Foto: BR / Hendrik Heiden
Ein gesellschaftliches Dilemma wird zu einem Krimi-Drama zugespitzt
Die Schlussviertelstunde mutet den Zuschauern einiges zu. Weniger direkt im Bild (mit Ausnahme einiger Video-im-Film-Momente), sondern zwischen den Bildern und im eigenen Kopf findet eine Katastrophe statt. „Nachtdienst“ kann sich diesen Schluss „leisten“, denn der von Rainer Kaufmann klar strukturierte und ohne visuellen Firlefanz, in matten Farben inszenierte Film ist mehr als ein Krimi, er ist gleichzeitig ein sensibles Drama.
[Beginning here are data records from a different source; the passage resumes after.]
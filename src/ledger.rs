//! Ledger facade: chain, state, and block-level validation

pub mod core;

pub use core::chain::{
    merkle_root, now_ms, Block, BlockHeader, BlockOutcome, Ledger, LedgerSnapshot,
    GENESIS_PROPOSER, MAX_REORG_DEPTH,
};
pub use core::state::{Account, AccountState, BlockUndo, Validator};
use crate::config::ChainParams;
use crate::error::{NodeError, Result};
use crate::transaction::{Transaction, TxKind};
use serde::{Deserialize, Serialize};
use std::collections::HashMap;

/// A user account. Created lazily on first mention as sender or recipient,
/// never deleted.
#[derive(Debug, Clone, PartialEq, Serialize, Deserialize)]
pub struct Account {
    pub address: String,
    pub balance: u64,
    pub sequence: u64,
    pub staked: u64,
}

impl Account {
    fn new(address: String) -> Self {
        Account { address, balance: 0, sequence: 0, staked: 0 }
    }
}

/// A validator record. Registered on first stake; deactivated when stake
/// falls below the minimum but retained for historical queries.
#[derive(Debug, Clone, PartialEq, Serialize, Deserialize)]
pub struct Validator {
    pub address: String,
    pub stake: u64,
    pub active: bool,
    pub last_produced: Option<u64>,
    pub blocks_produced: u64,
    pub registered_at: u64,
}

/// Reversible journal of the account and validator mutations one block
/// performed. Pre-images are pushed in touch order; reverting walks them
/// backwards, so repeated touches of the same entry are harmless.
#[derive(Debug, Clone, Default)]
pub struct BlockUndo {
    accounts: Vec<(String, Option<Account>)>,
    validators: Vec<(String, Option<Validator>)>,
    /// Reward units this block minted.
    pub minted: u64,
}

/// The mutable ledger state: accounts and the validator registry.
#[derive(Debug, Clone, Default, Serialize, Deserialize)]
pub struct AccountState {
    pub accounts: HashMap<String, Account>,
    pub validators: HashMap<String, Validator>,
}

impl AccountState {
    pub fn new() -> Self {
        Self::default()
    }

    pub fn account(&self, address: &str) -> Option<&Account> {
        self.accounts.get(address)
    }

    pub fn validator(&self, address: &str) -> Option<&Validator> {
        self.validators.get(address)
    }

    /// Active validators in address order. The ordering matters: proposer
    /// election walks this list deterministically on every node.
    pub fn active_validators(&self) -> Vec<&Validator> {
        let mut active: Vec<&Validator> = self.validators.values().filter(|v| v.active).collect();
        active.sort_by(|a, b| a.address.cmp(&b.address));
        active
    }

    pub fn has_active_validators(&self) -> bool {
        self.validators.values().any(|v| v.active)
    }

    fn snapshot_account(&self, address: &str, undo: &mut BlockUndo) {
        undo.accounts.push((address.to_string(), self.accounts.get(address).cloned()));
    }

    fn snapshot_validator(&self, address: &str, undo: &mut BlockUndo) {
        undo.validators.push((address.to_string(), self.validators.get(address).cloned()));
    }

    fn ensure_account(&mut self, address: &str) -> &mut Account {
        self.accounts
            .entry(address.to_string())
            .or_insert_with(|| Account::new(address.to_string()))
    }

    /// Apply a validated transaction. Callers must have run
    /// `Transaction::validate` against this state first; this only performs
    /// the arithmetic and records pre-images into `undo`.
    pub fn apply_transaction(
        &mut self,
        tx: &Transaction,
        params: &ChainParams,
        undo: &mut BlockUndo,
    ) -> Result<()> {
        match tx.kind {
            TxKind::Reward => {
                self.snapshot_account(&tx.recipient, undo);
                let recipient = self.ensure_account(&tx.recipient);
                recipient.balance = recipient.balance.saturating_add(tx.amount);
                undo.minted += tx.amount;
            }
            TxKind::Transfer => {
                self.snapshot_account(&tx.sender, undo);
                self.snapshot_account(&tx.recipient, undo);

                let debit = tx.amount.saturating_add(tx.fee);
                let sender = self.ensure_account(&tx.sender);
                sender.balance = sender
                    .balance
                    .checked_sub(debit)
                    .ok_or(NodeError::InsufficientBalance { needed: debit, available: sender.balance })?;
                sender.sequence += 1;

                let recipient = self.ensure_account(&tx.recipient);
                recipient.balance = recipient.balance.saturating_add(tx.amount);
            }
            TxKind::Stake => {
                self.snapshot_account(&tx.sender, undo);
                self.snapshot_validator(&tx.sender, undo);

                let debit = tx.amount.saturating_add(tx.fee);
                let sender = self.ensure_account(&tx.sender);
                sender.balance = sender
                    .balance
                    .checked_sub(debit)
                    .ok_or(NodeError::InsufficientBalance { needed: debit, available: sender.balance })?;
                sender.staked += tx.amount;
                sender.sequence += 1;
                let staked = sender.staked;

                let validator = self
                    .validators
                    .entry(tx.sender.clone())
                    .or_insert_with(|| Validator {
                        address: tx.sender.clone(),
                        stake: 0,
                        active: false,
                        last_produced: None,
                        blocks_produced: 0,
                        registered_at: tx.timestamp,
                    });
                validator.stake = staked;
                validator.active = staked >= params.min_stake;
            }
            TxKind::Unstake => {
                self.snapshot_account(&tx.sender, undo);
                self.snapshot_validator(&tx.sender, undo);

                let sender = self.ensure_account(&tx.sender);
                sender.staked = sender
                    .staked
                    .checked_sub(tx.amount)
                    .ok_or(NodeError::InsufficientStake { needed: tx.amount, staked: sender.staked })?;
                sender.balance = sender
                    .balance
                    .checked_sub(tx.fee)
                    .ok_or(NodeError::InsufficientBalance { needed: tx.fee, available: sender.balance })?
                    .saturating_add(tx.amount);
                sender.sequence += 1;
                let staked = sender.staked;

                if let Some(validator) = self.validators.get_mut(&tx.sender) {
                    validator.stake = staked;
                    if staked < params.min_stake {
                        validator.active = false;
                    }
                }
            }
            TxKind::ContractDeploy | TxKind::ContractCall => {
                return Err(NodeError::InvalidTransaction(format!(
                    "transaction kind {} is reserved",
                    tx.kind.as_str()
                )));
            }
        }
        Ok(())
    }

    /// Record a produced block against the proposer's validator entry.
    pub fn record_production(&mut self, proposer: &str, height: u64, undo: &mut BlockUndo) {
        self.snapshot_validator(proposer, undo);
        if let Some(validator) = self.validators.get_mut(proposer) {
            validator.last_produced = Some(height);
            validator.blocks_produced += 1;
        }
    }

    /// Roll the state back to before the block whose journal this is.
    pub fn revert(&mut self, undo: &BlockUndo) {
        for (address, prev) in undo.validators.iter().rev() {
            match prev {
                Some(v) => {
                    self.validators.insert(address.clone(), v.clone());
                }
                None => {
                    self.validators.remove(address);
                }
            }
        }
        for (address, prev) in undo.accounts.iter().rev() {
            match prev {
                Some(a) => {
                    self.accounts.insert(address.clone(), a.clone());
                }
                None => {
                    self.accounts.remove(address);
                }
            }
        }
    }

    #[cfg(test)]
    pub(crate) fn credit_for_test(&mut self, address: &str, amount: u64) {
        let account = self.ensure_account(address);
        account.balance += amount;
    }

    #[cfg(test)]
    pub(crate) fn account_mut_for_test(&mut self, address: &str) -> &mut Account {
        self.ensure_account(address)
    }
}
Mag die Gewalt auch ein krimineller Akt sein, so wird sie vor allem vom gesellschaftlichen Diskurs und von einem persönlichen Schicksal motiviert. Das Drama nutzt quasi die Möglichkeiten des Krimis, um den Finger noch tiefer in die Wunde zu legen. Die gesellschaftliche Provokation, die in der Handlung zum Tragen kommt, soll am Ende auch auf den Zuschauer überspringen. Hanns von Meuffels nimmt diese zehnstündige Nachtschicht emotional entsprechend mit. Zwischenzeitlich sieht er sich im Traum selbst als Insasse durch die ungemütlich kalten Heimflure wandeln. Und auch am Ende bleibt er ganz Mensch – und hält eine Totenwache.